In 1993, a former illustrator, named Pam Sommers, asked 84 well known illustrators to contribute to a book she was putting together called “Recipes for Disaster“. In essence, she wanted the illustrators to write out and then illustrate their favorite recipes. Some of the artists chose to take a conceptual approach such as a “recipe for a riot”. We had complete freedom to interpret “recipe” any way we wanted to but most of us did actual recipes of our favorite dish. I was one of those and I decided to combine my text and picture into one linocut illustration. The words became part of the picture.

My favorite food dish is Portuguese kale soup. It’s nickname is “baseball soup” because of the large baseball sized potatoes in it. It also blends the flavors of the Portuguese sausages, chourico and linguica with cabbage, lima and red kidney beans and soup chuck with the large bunch of kale. It’s a thick soup, almost like a stew sometimes although some people, like my Aunt Angie used to make a thinner watery version of it. My father and mom taught my wife, Leann how to make it and she does a PERFECT replica of the version I grew up with … except for the bugs floating in it. You see, we grew our own kale in a little garden in our yard and it was impossible for my grandmother, who lived with us and did most of the cooking, to wash out all these tiny little bugs that were embedded in the kale leaves. So, they got well cooked into the soup. When you were eating it, you could see the tiny little critters who looked like fruit flies floating in the lovely greenish soup. The first time Leann ate at our house and saw the bugs, she was a little put off by them. My father assured her that they were well cooked and perfectly harmless.

I love kale soup. It is truly the best dish I have ever eaten in my life… it’s heaven. And it is truly delicious the days after it is created when the flavors have mingled and steeped. We always make a very big pot of it that lasts a few days.

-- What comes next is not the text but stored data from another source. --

//! The transaction ledger engine
//!
//! Owns the ordered collection of transactions and provides every operation
//! the presentation layer needs: add, update, remove, filtered listing, and
//! summary totals. All operations are synchronous and leave the ledger
//! consistent on failure; a failed call never performs a partial write.
//!
//! Raw user input crosses the boundary as [`TransactionInput`], with the
//! amount and date still in text form. The engine validates, parses, and
//! sign-normalizes before anything is stored.

use chrono::NaiveDate;
use serde::{Deserialize, Serialize};

use crate::error::{TallyError, TallyResult};
use crate::models::{
    Category, CategoryFilter, Money, Transaction, TransactionId, TransactionKind, DATE_FORMAT,
};

/// Raw field values for creating or replacing a transaction
///
/// Mirrors the entry form: amount and date arrive as the user typed them,
/// category and kind come from closed pick lists.
#[derive(Debug, Clone)]
pub struct TransactionInput {
    /// Amount text, e.g. "100" or "40.50"; sign is ignored
    pub amount: String,
    /// Date text in `YYYY-MM-DD` form
    pub date: String,
    /// Category
    pub category: Category,
    /// Income or expense; decides the stored sign
    pub kind: TransactionKind,
    /// Description, required non-empty
    pub description: String,
}

impl TransactionInput {
    /// Create an input from raw field values
    pub fn new(
        amount: impl Into<String>,
        date: impl Into<String>,
        category: Category,
        kind: TransactionKind,
        description: impl Into<String>,
    ) -> Self {
        Self {
            amount: amount.into(),
            date: date.into(),
            category,
            kind,
            description: description.into(),
        }
    }

    /// Validate and parse the raw fields
    ///
    /// Checked in order: every text field must be non-empty, then the amount
    /// and date must parse. Returns the sign-normalized amount, the date, and
    /// the trimmed description.
    fn validate(&self) -> TallyResult<(Money, NaiveDate, String)> {
        let amount_text = self.amount.trim();
        let date_text = self.date.trim();
        let description = self.description.trim();

        if amount_text.is_empty() || date_text.is_empty() || description.is_empty() {
            return Err(TallyError::Validation("all fields are required".into()));
        }

        let amount = Money::parse(amount_text);
        let date = NaiveDate::parse_from_str(date_text, DATE_FORMAT);
        let (amount, date) = match (amount, date) {
            (Ok(amount), Ok(date)) => (amount, date),
            _ => return Err(TallyError::Validation("invalid amount or date".into())),
        };

        Ok((self.kind.signed(amount), date, description.to_string()))
    }
}

/// Derived totals over the full, unfiltered ledger
#[derive(Debug, Clone, Copy, PartialEq, Eq, Default, Serialize, Deserialize)]
pub struct Summary {
    /// Sum of all strictly positive amounts
    pub total_income: Money,
    /// Absolute value of the sum of all strictly negative amounts
    pub total_expenses: Money,
    /// `total_income - total_expenses`
    pub balance: Money,
}

/// The ordered, in-memory collection of all transactions
///
/// Insertion order is preserved and is also display order; positions address
/// records directly. The ledger is a plain value with no coupling to any
/// rendering code; callers pull fresh state with [`Ledger::list`] and
/// [`Ledger::summarize`] after each mutation.
#[derive(Debug, Clone, Default)]
pub struct Ledger {
    transactions: Vec<Transaction>,
}

impl Ledger {
    /// Create an empty ledger
    pub fn new() -> Self {
        Self::default()
    }

    /// Number of transactions
    pub fn len(&self) -> usize {
        self.transactions.len()
    }

    /// Whether the ledger holds no transactions
    pub fn is_empty(&self) -> bool {
        self.transactions.is_empty()
    }

    /// The transaction at `position`
    pub fn get(&self, position: usize) -> TallyResult<&Transaction> {
        self.transactions
            .get(position)
            .ok_or_else(|| TallyError::transaction_not_found(format!("position {}", position)))
    }

    /// Resolve a stable id back to the current position
    pub fn position_of(&self, id: TransactionId) -> Option<usize> {
        self.transactions.iter().position(|t| t.id == id)
    }

    /// Validate the input and append a new transaction
    ///
    /// The stored amount is `+|amount|` for income and `-|amount|` for
    /// expenses, whatever sign the caller typed. Returns the created record.
    pub fn add(&mut self, input: TransactionInput) -> TallyResult<&Transaction> {
        let (amount, date, description) = input.validate()?;
        self.transactions.push(Transaction::new(
            date,
            input.category,
            input.kind,
            amount,
            description,
        ));
        Ok(self.transactions.last().expect("just pushed"))
    }

    /// Replace all user fields of the transaction at `position`
    ///
    /// Validation happens before any mutation, so a bad input leaves the
    /// record untouched. The id and creation time survive the edit;
    /// collection order is unchanged.
    pub fn update(&mut self, position: usize, input: TransactionInput) -> TallyResult<&Transaction> {
        if position >= self.transactions.len() {
            return Err(TallyError::transaction_not_found(format!(
                "position {}",
                position
            )));
        }
        let (amount, date, description) = input.validate()?;

        let txn = &mut self.transactions[position];
        txn.amount = amount;
        txn.date = date;
        txn.category = input.category;
        txn.kind = input.kind;
        txn.description = description;
        txn.updated_at = chrono::Utc::now();

        Ok(&self.transactions[position])
    }

    /// Remove the transaction at `position`, returning it
    ///
    /// Subsequent positions shift down by one. Asking the user before calling
    /// this is the presentation layer's job.
    pub fn remove(&mut self, position: usize) -> TallyResult<Transaction> {
        if position >= self.transactions.len() {
            return Err(TallyError::transaction_not_found(format!(
                "position {}",
                position
            )));
        }
        Ok(self.transactions.remove(position))
    }

    /// Iterate over all transactions in insertion order
    pub fn iter(&self) -> impl Iterator<Item = &Transaction> {
        self.transactions.iter()
    }

    /// Lazily iterate over transactions passing the filter, in insertion order
    ///
    /// A pure projection: repeated calls with the same filter and unchanged
    /// ledger yield identical sequences.
    pub fn list(&self, filter: CategoryFilter) -> impl Iterator<Item = &Transaction> {
        self.transactions
            .iter()
            .filter(move |t| filter.matches(t.category))
    }

    /// Like [`Ledger::list`], but paired with each record's ledger position
    ///
    /// A filtered view's row numbers do not line up with ledger positions;
    /// this keeps the two associated so edits and deletes address the right
    /// record.
    pub fn list_positions(
        &self,
        filter: CategoryFilter,
    ) -> impl Iterator<Item = (usize, &Transaction)> {
        self.transactions
            .iter()
            .enumerate()
            .filter(move |(_, t)| filter.matches(t.category))
    }

    /// Compute totals over the entire unfiltered ledger
    ///
    /// Never affected by any display filter. Income counts amounts strictly
    /// greater than zero, expenses strictly less; a zero amount occupies a
    /// slot but moves neither total.
    pub fn summarize(&self) -> Summary {
        let total_income: Money = self
            .transactions
            .iter()
            .map(|t| t.amount)
            .filter(Money::is_positive)
            .sum();
        let total_expenses: Money = self
            .transactions
            .iter()
            .map(|t| t.amount)
            .filter(Money::is_negative)
            .sum::<Money>()
            .abs();

        Summary {
            total_income,
            total_expenses,
            balance: total_income - total_expenses,
        }
    }
}
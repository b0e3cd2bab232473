//! Error types for the ledger engine
//!
//! The engine has exactly two failure modes: input that does not validate,
//! and a position that does not reference an existing record. Both leave the
//! ledger untouched; no error here is fatal to the process.

use thiserror::Error;

/// The main error type for ledger operations
#[derive(Error, Debug)]
pub enum TallyError {
    /// Validation errors for transaction input
    #[error("Validation error: {0}")]
    Validation(String),

    /// Entity not found errors
    #[error("{entity_type} not found: {identifier}")]
    NotFound {
        entity_type: &'static str,
        identifier: String,
    },
}

impl TallyError {
    /// Create a "not found" error for transactions
    pub fn transaction_not_found(identifier: impl Into<String>) -> Self {
        Self::NotFound {
            entity_type: "Transaction",
            identifier: identifier.into(),
        }
    }

    /// Check if this is a "not found" error
    pub fn is_not_found(&self) -> bool {
        matches!(self, Self::NotFound { .. })
    }

    /// Check if this is a validation error
    pub fn is_validation(&self) -> bool {
        matches!(self, Self::Validation(_))
    }
}

/// Result type alias for ledger operations
pub type TallyResult<T> = Result<T, TallyError>;
// Copyright (C) 2022-2025 Michael Herstine <sp1ff@pobox.com>
//
// This file is part of socket-logger.
//
// socket-logger is free software: you can redistribute it and/or modify it under the terms of the
// GNU General Public License as published by the Free Software Foundation, either version 3 of the
// License, or (at your option) any later version.
//
// socket-logger is distributed in the hope that it will be useful, but WITHOUT ANY WARRANTY; without
// even the implied warranty of MERCHANTABILITY or FITNESS FOR A PARTICULAR PURPOSE.  See the GNU
// General Public License for more details.
//
// You should have received a copy of the GNU General Public License along with socket-logger.  If
// not, see <http://www.gnu.org/licenses/>.

//! A client-side [`syslog`] forwarder: RFC [5424] messages over a persistent TCP (by default,
//! TLS) connection to a remote log collector such as [Papertrail] or [Loggly].
//!
//! [`syslog`]: https://en.wikipedia.org/wiki/Syslog
//! [5424]: https://datatracker.ietf.org/doc/html/rfc5424
//! [Papertrail]: https://www.papertrail.com/
//! [Loggly]: https://www.loggly.com/
//!
//! # Introduction
//!
//! Hosted log collectors take syslog over TCP, usually wrapped in TLS. Writing to such a thing
//! from an application means dealing with a connection that may not be up yet when the first
//! message is logged, that may be dropped at any time by the far end, and whose writes may take
//! arbitrarily long; none of which should ever be the application's problem.
//!
//! [`SocketLogger`] handles that. Logging a message hands it to a worker thread & returns; the
//! worker formats it, queues it, connects if need be, and writes queued messages one at a time,
//! in order, each only once the previous write has completed. If the connection fails the worker
//! simply waits: the next message logged (or the next flush) triggers a reconnect.
//!
//! [`SocketLogger`]: crate::logger::SocketLogger
//!
//! # Usage
//!
//! ```no_run
//! use socket_logger::{
//!     config::TimeZone, facility::Severity, logger::SocketLogger, record::LogDetails,
//! };
//! use std::time::Duration;
//!
//! let logger = SocketLogger::rsyslog().time_zone(TimeZone::Utc).build().unwrap();
//! logger.log(
//!     LogDetails::builder()
//!         .severity(Severity::LOG_INFO)
//!         .hostname_as_string("mymachine0.example.com")
//!         .unwrap()
//!         .appname_as_string("MyApp")
//!         .unwrap()
//!         .build(),
//!     "This is message 1",
//! );
//! logger.flush(Duration::from_secs(1));
//! ```
//!
//! will send something like
//!
//! ```text
//! <14>1 2025-06-23T23:10:55.237469Z mymachine0.example.com MyApp - - - This is message 1
//! ```
//!
//! to an rsyslogd listening on TCP port 514 of the local host.
//!
//! With the `layer` feature (on by default), [`Layer`] will forward [`tracing`] events to a
//! logger:
//!
//! [`Layer`]: crate::layer::Layer
//! [`tracing`]: https://docs.rs/tracing/latest/tracing/index.html
//!
//! ```no_run
//! use socket_logger::{layer::Layer, logger::SocketLogger};
//! use tracing::info;
//! use tracing_subscriber::layer::SubscriberExt; // Needed to get `with()`
//! use tracing_subscriber::registry::Registry;
//!
//! let logger = SocketLogger::loggly("my-customer-token").build().unwrap();
//! let subscriber = Registry::default().with(Layer::new(logger.handle()));
//! tracing::subscriber::set_global_default(subscriber).unwrap();
//! info!("Hello, Loggly.");
//! ```
//!
//! See [`_docs`] for how delivery works & what it does and doesn't guarantee.

pub mod _docs;
pub mod config;
pub mod error;
pub mod facility;
pub mod formatter;
#[cfg(feature = "layer")]
pub mod layer;
pub mod logger;
pub mod record;
pub mod rfc5424;
pub mod transport;

mod connection;
mod queue;
#[cfg(test)]
mod testing;
mod worker;

pub use error::{Error, Result};
pub use logger::{Handle, SocketLogger, SocketLoggerBuilder};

I decided to do my illustration in a whaling theme because the largest concentration of Portuguese immigrants are located in my home town of New Bedford which was the greatest 17, 18 and 19th century American whaling port in the world. I decided that I would depict whalemen trying to harpoon two large potato/whales. One whaleman shouts, “Baleia Branco”… which means “white whales”,referencing Moby Dick which was written by Herman Melville who shipped out of New Bedford on a whaling ship when he was 25 years old and later wrote probably the greatest novel ever written.

The water, in my picture, is composed of the wavy lettering that makes up the recipe text. White on black at the top of the picture listing the ingredients and black lettering on white in the larger bottom part of the picture listing the cooking procedure.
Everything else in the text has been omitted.